## The data
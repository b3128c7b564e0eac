// In crates/api-client/src/lib.rs

// Thin REST clients for the supported brokerages. Each speaks its venue's
// wire format only; mapping failures onto the gateway error taxonomy happens
// in `execution`.

use std::time::Duration;

pub mod alpaca;
pub mod binance;
pub mod error;
pub mod kite;
pub mod types;

// Re-export public types
pub use alpaca::AlpacaClient;
pub use binance::BinanceClient;
pub use error::{Error, Result};
pub use kite::KiteClient;

/// Builds the shared HTTP client with a hard per-request timeout.
pub(crate) fn http_client(timeout: Duration) -> Result<reqwest::Client> {
    reqwest::Client::builder()
        .user_agent("atlas-trader/0.1")
        .timeout(timeout)
        .build()
        .map_err(|e| Error::ClientBuildError(e.to_string()))
}
// In crates/signals/src/lib.rs

use async_trait::async_trait;
use core_types::TradeSignal;

pub mod channel;
pub mod error;
pub mod factory;
pub mod inbox;

// Re-export public types
pub use channel::ChannelSignalSource;
pub use error::{Error, Result};
pub use factory::sources_from_settings;
pub use inbox::JsonlInbox;

/// The universal interface for anything that produces trade signals.
///
/// Analyzers live outside the pipeline. A source only hands over the signals
/// that arrived since the last pull; each signal is returned exactly once.
#[async_trait]
pub trait SignalSource: Send + Sync {
    /// The name of the source.
    fn name(&self) -> &'static str;

    /// Returns every signal that arrived since the previous call.
    async fn pull(&self) -> Result<Vec<TradeSignal>>;
}
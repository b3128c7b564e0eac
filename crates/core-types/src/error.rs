// In crates/core-types/src/error.rs

use thiserror::Error;

#[derive(Error, Debug, PartialEq, Eq)]
pub enum Error {
    #[error("Unrecognized order side: {0}")]
    UnknownSide(String),

    #[error("Unrecognized signal source: {0}")]
    UnknownSource(String),
}

pub type Result<T> = std::result::Result<T, Error>;
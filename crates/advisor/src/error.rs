// In crates/advisor/src/error.rs

use thiserror::Error;

/// Why an advisor produced no plan.
///
/// None of these are fatal: the pipeline treats every variant as an absent
/// plan and moves on to the fallback advisor or drops the signal.
#[derive(Error, Debug)]
pub enum Error {
    #[error("Failed to build the advisor client: {0}")]
    ClientBuildError(String),
    #[error("Advisor request failed: {0}")]
    RequestFailed(#[from] reqwest::Error),
    #[error("Advisor returned HTTP {status}: {body}")]
    Http { status: u16, body: String },
    #[error("Advisor reply has no message content")]
    EmptyReply,
    #[error("Advisor reply is not a valid plan: {0}")]
    Malformed(#[from] serde_json::Error),
    #[error("Advisor plan failed validation: {0}")]
    Schema(String),
}

pub type Result<T> = std::result::Result<T, Error>;
// In crates/engine/src/lib.rs

pub mod book;
pub mod locks;
pub mod outcome;
pub mod pipeline;

use anyhow::Result;
use app_config::TradingHours;
use chrono::Utc;
use core_types::TradeSignal;
use signals::SignalSource;
use std::collections::VecDeque;
use std::sync::Arc;
use std::time::Duration;
use tokio::sync::Semaphore;
use tokio::task::JoinSet;
use tokio::time::{interval, MissedTickBehavior};
use tokio_util::sync::CancellationToken;

// Re-export public types
pub use book::{PositionBook, Reservation};
pub use locks::SymbolLocks;
pub use outcome::SignalOutcome;
pub use pipeline::{ExecutionPipeline, PipelineTimeouts};

/// The polling orchestrator.
///
/// On every tick, inside trading hours, the engine pulls all signal sources
/// and hands each signal to a bounded pool of pipeline workers. Signals that
/// arrive while every worker is busy wait in a backlog for the next tick, so
/// the polling loop itself never blocks on a slow pipeline.
pub struct Engine {
    pipeline: Arc<ExecutionPipeline>,
    sources: Vec<Arc<dyn SignalSource>>,
    session: TradingHours,
    poll_interval: Duration,
    workers: Arc<Semaphore>,
}

impl Engine {
    pub fn new(
        pipeline: Arc<ExecutionPipeline>,
        sources: Vec<Arc<dyn SignalSource>>,
        session: TradingHours,
        poll_interval: Duration,
        max_concurrent_signals: usize,
    ) -> Self {
        Self {
            pipeline,
            sources,
            session,
            poll_interval,
            workers: Arc::new(Semaphore::new(max_concurrent_signals.max(1))),
        }
    }

    /// The main run method for the orchestrator.
    ///
    /// Returns once `shutdown` is cancelled and every in-flight signal has
    /// finished.
    pub async fn run(&self, shutdown: CancellationToken) -> Result<()> {
        if self.sources.is_empty() {
            anyhow::bail!("No signal sources configured. Nothing to poll.");
        }
        tracing::info!(
            sources = self.sources.len(),
            poll_interval = ?self.poll_interval,
            market = ?self.session.market,
            "Engine started."
        );

        let mut ticker = interval(self.poll_interval);
        ticker.set_missed_tick_behavior(MissedTickBehavior::Skip);
        let mut tasks: JoinSet<SignalOutcome> = JoinSet::new();
        let mut backlog: VecDeque<TradeSignal> = VecDeque::new();

        loop {
            tokio::select! {
                _ = shutdown.cancelled() => break,
                _ = ticker.tick() => {}
            }

            while let Some(joined) = tasks.try_join_next() {
                Self::reap(joined);
            }

            if !self.session.is_open(Utc::now()) {
                tracing::debug!("Market closed. Skipping poll.");
                continue;
            }

            for source in &self.sources {
                match source.pull().await {
                    Ok(signals) => backlog.extend(signals),
                    Err(e) => tracing::warn!(source = source.name(), error = %e, "Signal source failed."),
                }
            }
            self.dispatch(&mut backlog, &mut tasks);
        }

        if !backlog.is_empty() {
            tracing::warn!(dropped = backlog.len(), "Shutting down with undispatched signals.");
        }
        tracing::info!(in_flight = tasks.len(), "Shutdown requested. Draining in-flight signals.");
        while let Some(joined) = tasks.join_next().await {
            Self::reap(joined);
        }
        tracing::info!("Engine stopped.");
        Ok(())
    }

    fn dispatch(&self, backlog: &mut VecDeque<TradeSignal>, tasks: &mut JoinSet<SignalOutcome>) {
        while !backlog.is_empty() {
            let Ok(permit) = self.workers.clone().try_acquire_owned() else {
                tracing::debug!(waiting = backlog.len(), "All workers busy.");
                return;
            };
            let Some(signal) = backlog.pop_front() else {
                return;
            };
            let pipeline = Arc::clone(&self.pipeline);
            tasks.spawn(async move {
                let _permit = permit;
                pipeline.process(signal).await
            });
        }
    }

    fn reap(joined: std::result::Result<SignalOutcome, tokio::task::JoinError>) {
        match joined {
            Ok(outcome) => tracing::debug!(%outcome, "Signal finished."),
            Err(e) => tracing::error!(error = %e, "Pipeline worker panicked."),
        }
    }
}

## Aim of the task
Set down the lines of the listing word for word, from its first line through the line containing "over the signals". Both of those lines belong in the answer, and no others do.

## Your solution
repository b3128c7b564e0eac
// In crates/api-client/src/lib.rs

// Thin REST clients for the supported brokerages. Each speaks its venue's
// wire format only; mapping failures onto the gateway error taxonomy happens
// in `execution`.

use std::time::Duration;

pub mod alpaca;
pub mod binance;
pub mod error;
pub mod kite;
pub mod types;

// Re-export public types
pub use alpaca::AlpacaClient;
pub use binance::BinanceClient;
pub use error::{Error, Result};
pub use kite::KiteClient;

/// Builds the shared HTTP client with a hard per-request timeout.
pub(crate) fn http_client(timeout: Duration) -> Result<reqwest::Client> {
    reqwest::Client::builder()
        .user_agent("atlas-trader/0.1")
        .timeout(timeout)
        .build()
        .map_err(|e| Error::ClientBuildError(e.to_string()))
}
// In crates/signals/src/lib.rs

use async_trait::async_trait;
use core_types::TradeSignal;

pub mod channel;
pub mod error;
pub mod factory;
pub mod inbox;

// Re-export public types
pub use channel::ChannelSignalSource;
pub use error::{Error, Result};
pub use factory::sources_from_settings;
pub use inbox::JsonlInbox;

/// The universal interface for anything that produces trade signals.
///
/// Analyzers live outside the pipeline. A source only hands over the signals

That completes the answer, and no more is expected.